Print each entry word for word.

Saved data entries:

□ □ □ □

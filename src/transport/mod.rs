/// Filesystem line readers.
pub mod fs;
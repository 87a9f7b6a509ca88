/// Record identifier assigned monotonically at load time.
/// Example: `0`, `1`, `41_523`
pub type RecordId = usize;
/// Name of the task a record belongs to, as loaded (shard variants included).
/// Examples: `allnli_split1`, `quora_duplicates`, `msmarco_passage`
pub type TaskName = String;
/// Task name after shard variants have been merged.
/// Examples: `allnli`, `quora_duplicates`
pub type CanonicalTaskName = String;
/// Instruction text prefixed to templated queries.
/// Example: `Given a claim, retrieve documents that support or refute the claim`
pub type InstructionText = String;
/// 1-based line of a corpus file (or row position for in-memory sources).
/// Example: `1`, `3`
pub type LineNumber = usize;
/// Field name read from a parsed corpus row.
/// Examples: `query`, `positive`, `negative`
pub type FieldName = &'static str;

□ □ □ □

▶ _Final answer_
filename src/transport/mod.rs
/// Filesystem line readers.
pub mod fs;
repository 87a9f7b6a509ca88
/// Record identifier assigned monotonically at load time.
/// Example: `0`, `1`, `41_523`
pub type RecordId = usize;
/// Name of the task a record belongs to, as loaded (shard variants included).
/// Examples: `allnli_split1`, `quora_duplicates`, `msmarco_passage`
pub type TaskName = String;
/// Task name after shard variants have been merged.
/// Examples: `allnli`, `quora_duplicates`
pub type CanonicalTaskName = String;
/// Instruction text prefixed to templated queries.
/// Example: `Given a claim, retrieve documents that support or refute the claim`
pub type InstructionText = String;
/// 1-based line of a corpus file (or row position for in-memory sources).
/// Example: `1`, `3`
pub type LineNumber = usize;
/// Field name read from a parsed corpus row.
/// Examples: `query`, `positive`, `negative`
pub type FieldName = &'static str;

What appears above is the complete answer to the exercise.